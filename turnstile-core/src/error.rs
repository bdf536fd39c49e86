use crate::{EventId, Token, runtime::TurnPhase};

/// Errors raised by the checkpoint protocol.
///
/// `DispatchReentry`, `NoActiveEffect` and `EffectAlreadyActive` indicate a
/// defect in the runtime itself. `ReplayIntegrity` is fatal to recovery.
/// `DurabilityWrite` and `DurabilityRead` are operational failures which are
/// reported to the host.
#[derive(Debug, Clone, PartialEq, thiserror::Error)]
pub enum CheckpointError {
    #[error("no effect is active")]
    NoActiveEffect,
    #[error("an effect is already active")]
    EffectAlreadyActive,
    #[error("cannot begin a turn while another is in phase {in_flight:?}")]
    DispatchReentry { in_flight: TurnPhase },
    #[error("no live actor for {0}")]
    UnknownActor(Token),
    #[error("no behavior registered as {0:?}")]
    UnknownBehavior(String),
    #[error("actor {0} already exists")]
    DuplicateActor(Token),
    #[error("{token} is not in local domain {domain:?}")]
    ForeignToken { token: Token, domain: String },
    #[error("{0} contains a non-finite float, which cannot be logged")]
    Unencodable(String),
    #[error("log entry caused by {found:?} does not match queue head {expected:?}")]
    ReplayIntegrity {
        expected: Option<EventId>,
        found: Option<EventId>,
    },
    #[error("durable write failed: {0}")]
    DurabilityWrite(DurabilityError),
    #[error("durable read failed: {0}")]
    DurabilityRead(DurabilityError),
}

/// A failure reported by the storage layer.
#[derive(Debug, Clone, PartialEq, Eq, thiserror::Error)]
#[error("{0}")]
pub struct DurabilityError(pub String);

impl DurabilityError {
    pub fn new<S: Into<String>>(msg: S) -> Self {
        Self(msg.into())
    }
}
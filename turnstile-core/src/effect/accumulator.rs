use crate::{CheckpointError, Event, Memento};

use super::{Effect, Output, TurnException};

/// Holds the single effect that is currently being built.
#[derive(Debug, Default)]
pub struct EffectAccumulator {
    active: Option<Effect>,
}

impl EffectAccumulator {
    pub fn new() -> Self {
        Self::default()
    }

    pub fn begin(&mut self, cause: Option<Event>) -> Result<(), CheckpointError> {
        if self.active.is_some() {
            return Err(CheckpointError::EffectAlreadyActive);
        }
        self.active = Some(Effect::caused_by(cause));
        Ok(())
    }

    pub fn is_active(&self) -> bool {
        self.active.is_some()
    }

    pub fn active(&self) -> Option<&Effect> {
        self.active.as_ref()
    }

    fn active_mut(&mut self) -> Result<&mut Effect, CheckpointError> {
        self.active.as_mut().ok_or(CheckpointError::NoActiveEffect)
    }

    pub fn add_context(&mut self, memento: Memento) -> Result<(), CheckpointError> {
        self.active_mut()?
            .created
            .insert(memento.token.clone(), memento);
        Ok(())
    }

    pub fn add_event(&mut self, event: Event) -> Result<(), CheckpointError> {
        self.active_mut()?.sent.push(event);
        Ok(())
    }

    pub fn add_output(&mut self, output: Output) -> Result<(), CheckpointError> {
        self.active_mut()?.output.push(output);
        Ok(())
    }

    pub fn set_update(&mut self, memento: Memento) -> Result<(), CheckpointError> {
        self.active_mut()?.update = Some(memento);
        Ok(())
    }

    pub fn set_exception(&mut self, exception: TurnException) -> Result<(), CheckpointError> {
        self.active_mut()?.exception = Some(exception);
        Ok(())
    }

    pub fn finish(&mut self) -> Result<Effect, CheckpointError> {
        self.active.take().ok_or(CheckpointError::NoActiveEffect)
    }
}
###
> DIRECTIONS FOR THIS TASK
I need the number of lines in the entries that include "domain"; please give that number and nothing else.

> ANSWER SECTION
2